The power supplies and backup drives and the folders got put in the bottom cubicle in the chifforobe after I tossed some items we didn't need any longer. I kept the supplies on the keyboard tray "as is," and put the case with the office supplies on the bottom shelf. Finally I was ready to move it.

I've basically repurposed the loveseat as a shelf for supplies. Half of the seat is still a seat, with a pillow, perhaps if I want to chill listening to my records (alas, not my tapes, because both tape players have suddenly died after working properly in December) or CDs. It's getting to the point that the whole deck is a dead loss except for the phonograph. The other half of the seat holds those wicker Ikea baskets with supplies in them: Scotch tape, blank cards, the case with my jewelry-making supplies and pliers. Before I had to turn around to get the tape, or the glue, or a Kleenex off the shelves in back of the loveseat.

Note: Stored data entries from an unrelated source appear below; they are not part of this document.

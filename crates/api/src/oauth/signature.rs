//! RSA-SHA1 signatures for OAuth 1.0a (RFC 5849 §3.4).

use base64::{engine::general_purpose::STANDARD, Engine};
use chrono::Utc;
use reqwest::Method;
use rsa::{Pkcs1v15Sign, RsaPrivateKey};
use sha1::{Digest, Sha1};
use url::Url;

use crate::error::{ConnectorError, Result};

pub const SIGNATURE_METHOD: &str = "RSA-SHA1";
pub const OAUTH_VERSION: &str = "1.0";

/// RFC 3986 percent-encoding: everything but `ALPHA / DIGIT / - . _ ~`.
pub fn percent_encode(value: &str) -> String {
    urlencoding::encode(value).into_owned()
}

/// Random 128-bit value as 32 lowercase hex digits.
pub(crate) fn random_token() -> String {
    format!("{:032x}", rand::random::<u128>())
}

/// The `oauth_*` protocol parameters of a single signed request.
///
/// Every instance gets its own nonce and timestamp; tests pin them with
/// [`OAuthParameters::with_nonce`] and [`OAuthParameters::with_timestamp`].
#[derive(Debug, Clone, PartialEq, Eq)]
pub struct OAuthParameters {
    consumer_key: String,
    token: Option<String>,
    nonce: String,
    timestamp: String,
    extra: Vec<(String, String)>,
}

impl OAuthParameters {
    pub fn new(consumer_key: impl Into<String>) -> Self {
        Self {
            consumer_key: consumer_key.into(),
            token: None,
            nonce: random_token(),
            timestamp: Utc::now().timestamp().to_string(),
            extra: Vec::new(),
        }
    }

    pub fn with_token(mut self, token: impl Into<String>) -> Self {
        self.token = Some(token.into());
        self
    }

    pub fn with_nonce(mut self, nonce: impl Into<String>) -> Self {
        self.nonce = nonce.into();
        self
    }

    pub fn with_timestamp(mut self, timestamp: impl Into<String>) -> Self {
        self.timestamp = timestamp.into();
        self
    }

    /// Additional protocol parameter such as `oauth_callback` or `oauth_verifier`.
    pub fn with_parameter(mut self, name: impl Into<String>, value: impl Into<String>) -> Self {
        self.extra.push((name.into(), value.into()));
        self
    }

    pub fn nonce(&self) -> &str {
        &self.nonce
    }

    pub fn timestamp(&self) -> &str {
        &self.timestamp
    }

    fn protocol_parameters(&self) -> Vec<(String, String)> {
        let mut params = vec![
            ("oauth_consumer_key".to_string(), self.consumer_key.clone()),
            ("oauth_nonce".to_string(), self.nonce.clone()),
            (
                "oauth_signature_method".to_string(),
                SIGNATURE_METHOD.to_string(),
            ),
            ("oauth_timestamp".to_string(), self.timestamp.clone()),
            ("oauth_version".to_string(), OAUTH_VERSION.to_string()),
        ];
        if let Some(token) = &self.token {
            params.push(("oauth_token".to_string(), token.clone()));
        }
        params.extend(self.extra.iter().cloned());
        params
    }
}

/// Base string URI: scheme and host as parsed, default port dropped, no query.
pub fn base_string_uri(url: &Url) -> String {
    let host = url.host_str().unwrap_or_default();
    match url.port() {
        Some(port) => format!("{}://{}:{}{}", url.scheme(), host, port, url.path()),
        None => format!("{}://{}{}", url.scheme(), host, url.path()),
    }
}

/// Query parameters of `url` merged with `parameters`, encoded then sorted
/// by name and value.
pub fn normalized_parameters(url: &Url, parameters: &[(String, String)]) -> String {
    let mut pairs: Vec<(String, String)> = url
        .query_pairs()
        .map(|(name, value)| (percent_encode(&name), percent_encode(&value)))
        .chain(
            parameters
                .iter()
                .map(|(name, value)| (percent_encode(name), percent_encode(value))),
        )
        .collect();
    pairs.sort();

    pairs
        .iter()
        .map(|(name, value)| format!("{name}={value}"))
        .collect::<Vec<_>>()
        .join("&")
}

pub fn signature_base_string(
    method: &Method,
    url: &Url,
    parameters: &[(String, String)],
) -> String {
    format!(
        "{}&{}&{}",
        method.as_str().to_ascii_uppercase(),
        percent_encode(&base_string_uri(url)),
        percent_encode(&normalized_parameters(url, parameters))
    )
}

/// PKCS#1 v1.5 signature over the SHA-1 digest of `base_string`, base64 encoded.
pub fn sign_rsa_sha1(key: &RsaPrivateKey, base_string: &str) -> Result<String> {
    let digest = Sha1::digest(base_string.as_bytes());
    let signature = key
        .sign(Pkcs1v15Sign::new::<Sha1>(), &digest)
        .map_err(|err| ConnectorError::Signing(err.to_string()))?;
    Ok(STANDARD.encode(signature))
}

/// Full `Authorization` header value for a request.
pub fn authorization_header(
    key: &RsaPrivateKey,
    method: &Method,
    url: &Url,
    parameters: &OAuthParameters,
) -> Result<String> {
    let protocol = parameters.protocol_parameters();
    let base_string = signature_base_string(method, url, &protocol);
    let signature = sign_rsa_sha1(key, &base_string)?;

    let mut fields: Vec<String> = protocol
        .iter()
        .map(|(name, value)| format!("{}=\"{}\"", percent_encode(name), percent_encode(value)))
        .collect();
    fields.push(format!("oauth_signature=\"{}\"", percent_encode(&signature)));

    Ok(format!("OAuth {}", fields.join(", ")))
}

Now they are grab-and-go.

Before I put the desk in the room, I cleaned out all the junk that was piled up against the record cabinet with the stereo on top of it, and the speakers, and the bookcase all against the far wall. One container was magazine clippings from "BBC Food" that James had worked on and which got shoved into the craft room when we put the Christmas tree up. I put it back next to his chair. Then I put a bunch more cross-stitch magazines into the cabinets, so they didn't take up that space. I also tossed out a bunch of fabric paint. The tubes are dried up and anyway you can't buy iron-on patterns to embellish anymore in the craft stores, not like you could a dozen years ago. That trend has passed. The new office chair I'd ordered for James from Amazon Vine had arrived, so I could get rid of the tottery old kitchen chair that James' dad gave us, and put the new drafting chair James had been sitting on in there instead. Plus I got rid of a bunch of CD cases and rearranged a storage box of scrapbook paper. Once that space was clear and vacuumed, I moved the desk in; I put it perpendicular to the loveseat rather than parallel. The old table was folded up and put behind the door; I will still use it for painting as I'm not about to ruin the finish on the desk! (Either that or I will use a coupon to buy a big poster board at Michael's and cover the desk top with it.)

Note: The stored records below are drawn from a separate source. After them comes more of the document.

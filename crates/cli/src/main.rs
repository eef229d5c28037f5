mod commands;

use std::path::PathBuf;
use std::sync::Arc;

use anyhow::{anyhow, Context, Result};
use atlassian_connector_api::oauth::read_private_key;
use atlassian_connector_api::{
    AccessToken, CredentialContext, OAuthCredentials, Product, Session, Timeouts,
};
use atlassian_connector_auth::TokenStore;
use atlassian_connector_config::{AuthMethod, Config, ProductKind, Profile};
use clap::{Parser, Subcommand};
use commands::auth::{self, AuthCommand};
use commands::resource::{self, DataArgs, ResourceArgs, UploadArgs, WriteArgs};
use tracing_subscriber::{fmt, EnvFilter};

/// Environment variable consulted for Basic-auth passwords before prompting.
pub const PASSWORD_ENV: &str = "ATLASSIAN_CONNECTOR_PASSWORD";

#[derive(Parser, Debug)]
#[command(
    name = "atlassian-connector",
    version,
    about = "Signed access to Jira and Confluence REST APIs",
    long_about = None
)]
struct Cli {
    /// Profile to use from config file
    #[arg(short, long, global = true)]
    profile: Option<String>,

    /// Path to config file (defaults to ~/.atlassian-connector/config.yaml)
    #[arg(long, global = true)]
    config: Option<PathBuf>,

    /// Enable verbose logging
    #[arg(long, global = true)]
    debug: bool,

    #[command(subcommand)]
    command: ConnectorCommand,
}

#[derive(Subcommand, Debug, Clone)]
enum ConnectorCommand {
    /// Authentication commands
    #[command(subcommand)]
    Auth(AuthCommand),
    /// GET a resource and print the JSON reply
    Get(ResourceArgs),
    /// PUT a JSON body to a resource
    Put(WriteArgs),
    /// POST a JSON body to a resource
    Post(DataArgs),
    /// Upload a file as a multipart attachment
    Upload(UploadArgs),
    /// DELETE a resource
    Delete(ResourceArgs),
}

#[tokio::main]
async fn main() -> Result<()> {
    let cli = Cli::parse();
    init_tracing(cli.debug)?;

    let config_path = cli.config.clone();
    let config = Config::load(config_path.as_ref())?;
    let store = TokenStore::open_default()?;
    let active = resolve_active_profile(&config, cli.profile.as_deref())?;

    match cli.command {
        ConnectorCommand::Auth(command) => auth::handle(command, &active, &store).await?,
        ConnectorCommand::Get(args) => {
            let session = build_session(&active, &store)?;
            resource::get(&session, active.product(), args).await?
        }
        ConnectorCommand::Put(args) => {
            let session = build_session(&active, &store)?;
            resource::put(&session, active.product(), args).await?
        }
        ConnectorCommand::Post(args) => {
            let session = build_session(&active, &store)?;
            resource::post(&session, active.product(), args).await?
        }
        ConnectorCommand::Upload(args) => {
            let session = build_session(&active, &store)?;
            resource::upload(&session, active.product(), args).await?
        }
        ConnectorCommand::Delete(args) => {
            let session = build_session(&active, &store)?;
            resource::delete(&session, active.product(), args).await?
        }
    }

    Ok(())
}

fn init_tracing(debug: bool) -> Result<()> {
    let default = if debug {
        "info,atlassian_connector=debug,atlassian_connector_api=debug"
    } else {
        "warn"
    };
    let filter = EnvFilter::try_from_default_env().unwrap_or_else(|_| EnvFilter::new(default));

    fmt()
        .with_env_filter(filter)
        .with_target(false)
        .with_writer(std::io::stderr)
        .try_init()
        .map_err(|err| anyhow!("failed to initialize logger: {err}"))
}

/// The profile a command runs against, by name.
pub struct ActiveProfile {
    pub name: String,
    pub profile: Profile,
}

impl ActiveProfile {
    pub fn product(&self) -> Product {
        match self.profile.product {
            ProductKind::Jira => Product::Jira,
            ProductKind::Confluence => Product::Confluence,
        }
    }

    pub fn timeouts(&self) -> Timeouts {
        Timeouts {
            request: self.profile.timeouts.request(),
            upload: self.profile.timeouts.upload(),
        }
    }
}

fn resolve_active_profile(config: &Config, requested: Option<&str>) -> Result<ActiveProfile> {
    let (name, profile) = config.resolve_profile(requested).ok_or_else(|| match requested {
        Some(name) => anyhow!("Profile '{name}' is not configured."),
        None => anyhow!(
            "No profile configured. Add one to {}.",
            Config::default_path().display()
        ),
    })?;

    Ok(ActiveProfile {
        name: name.to_string(),
        profile: profile.clone(),
    })
}

/// Build a session for the active profile. OAuth profiles pick up the stored
/// access token when there is one; Basic profiles read the password from the
/// environment or a prompt.
pub fn build_session(active: &ActiveProfile, store: &TokenStore) -> Result<Arc<Session>> {
    let context = credential_context(active, store, true)?;
    Ok(Arc::new(Session::with_timeouts(context, active.timeouts())?))
}

pub fn credential_context(
    active: &ActiveProfile,
    store: &TokenStore,
    with_stored_token: bool,
) -> Result<CredentialContext> {
    let profile = &active.profile;
    let base_url = profile
        .base_url()
        .with_context(|| format!("Profile '{}' is incomplete", active.name))?;

    match profile.auth {
        AuthMethod::OAuth => {
            let key_path = profile.private_key_path()?;
            let key = read_private_key(&key_path)
                .with_context(|| format!("Unable to load signing key {}", key_path.display()))?;

            let mut credentials = OAuthCredentials::new(profile.consumer_key()?, key);
            if let Some(secret) = &profile.consumer_secret {
                credentials = credentials.with_consumer_secret(secret.clone());
            }
            if with_stored_token {
                if let Some(stored) = store.load(&active.name)? {
                    credentials = credentials
                        .with_access_token(AccessToken::new(stored.token, stored.token_secret));
                }
            }
            Ok(CredentialContext::oauth(base_url, credentials)?)
        }
        AuthMethod::Basic => {
            let username = profile.username()?;
            let password = read_password(username)?;
            Ok(CredentialContext::basic(base_url, username, password)?)
        }
    }
}

fn read_password(username: &str) -> Result<String> {
    if let Some(password) = std::env::var(PASSWORD_ENV)
        .ok()
        .filter(|p| !p.is_empty())
    {
        return Ok(password);
    }

    let password = rpassword::prompt_password(format!("Password for {username}: "))
        .context("Failed to read password from prompt")?;
    if password.is_empty() {
        return Err(anyhow!("Password cannot be empty"));
    }
    Ok(password)
}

I tossed a big bunch of papers and a couple of old posters as well.

This was all accomplished on Thursday. Friday morning I got up and had to hustle, since my Three Hours of Meditation starts at noon on Good Friday.

In October 2017, knowing I was retiring in January, I got a child's toy chest from Amazon Vine. It has sat, on the short end of its box in the downstairs hallway, waiting for me to get the desk out of the bedroom. Now I got the vacuum cleaner and gave the space where the desk had been one last pass and then assembled the toy chest. It didn't take me long, even though I started by putting the back on backward and had to re-do it, and had a painful time putting on the lid supports because I had to balance on painful knees. It's a pretty chestnut color called "espresso," and now sits very demurely between the chifforobe and one of my Grandma's old kitchen chairs, which I use for putting shoes on. I left some pens and notepaper with it, so we can write notes without having to run to the craft room for supplies, but eventually I will have two square trays on the top instead (I bought them at JoAnn on Saturday night) holding the supplies for easy removal to get into the chest. Inside I plan to put extra bedding that won't fit into the blanket chest at the foot of the bed, which is chock full with the afghans my mother made for me. (I need to put them out, but don't know where.) I also need to get some cedar squares to put into it to keep the items smelling fresh.

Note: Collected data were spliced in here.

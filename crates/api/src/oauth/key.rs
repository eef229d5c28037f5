use std::fs;
use std::path::Path;

use rsa::pkcs1::DecodeRsaPrivateKey;
use rsa::pkcs8::DecodePrivateKey;
use rsa::RsaPrivateKey;

use crate::error::{ConnectorError, Result};

/// Parse a PEM encoded RSA private key, PKCS#8 or PKCS#1.
pub fn parse_private_key(pem: &str) -> Result<RsaPrivateKey> {
    let pem = pem.trim();
    if pem.contains("BEGIN RSA PRIVATE KEY") {
        RsaPrivateKey::from_pkcs1_pem(pem).map_err(|err| ConnectorError::InvalidKey(err.to_string()))
    } else {
        RsaPrivateKey::from_pkcs8_pem(pem).map_err(|err| ConnectorError::InvalidKey(err.to_string()))
    }
}

pub fn read_private_key(path: impl AsRef<Path>) -> Result<RsaPrivateKey> {
    let path = path.as_ref();
    let pem = fs::read_to_string(path).map_err(|err| {
        ConnectorError::InvalidKey(format!("unable to read {}: {err}", path.display()))
    })?;
    parse_private_key(&pem)
}
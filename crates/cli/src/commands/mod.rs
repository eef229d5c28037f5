pub mod auth;
pub mod resource;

This sounds like No Big Deal, but it has been a thorn in my side for eighteen months and I am so glad it is finally done! It was such a relief to mark this down as done in my journal tonight.

*Supposedly Mark Twain said “Eat a live frog first thing in the morning and nothing worse will happen to you the rest of the day.” It was actually said in jest by a French writer and not by Twain, but since then motivational speakers have referred to distasteful tasks as "frogs."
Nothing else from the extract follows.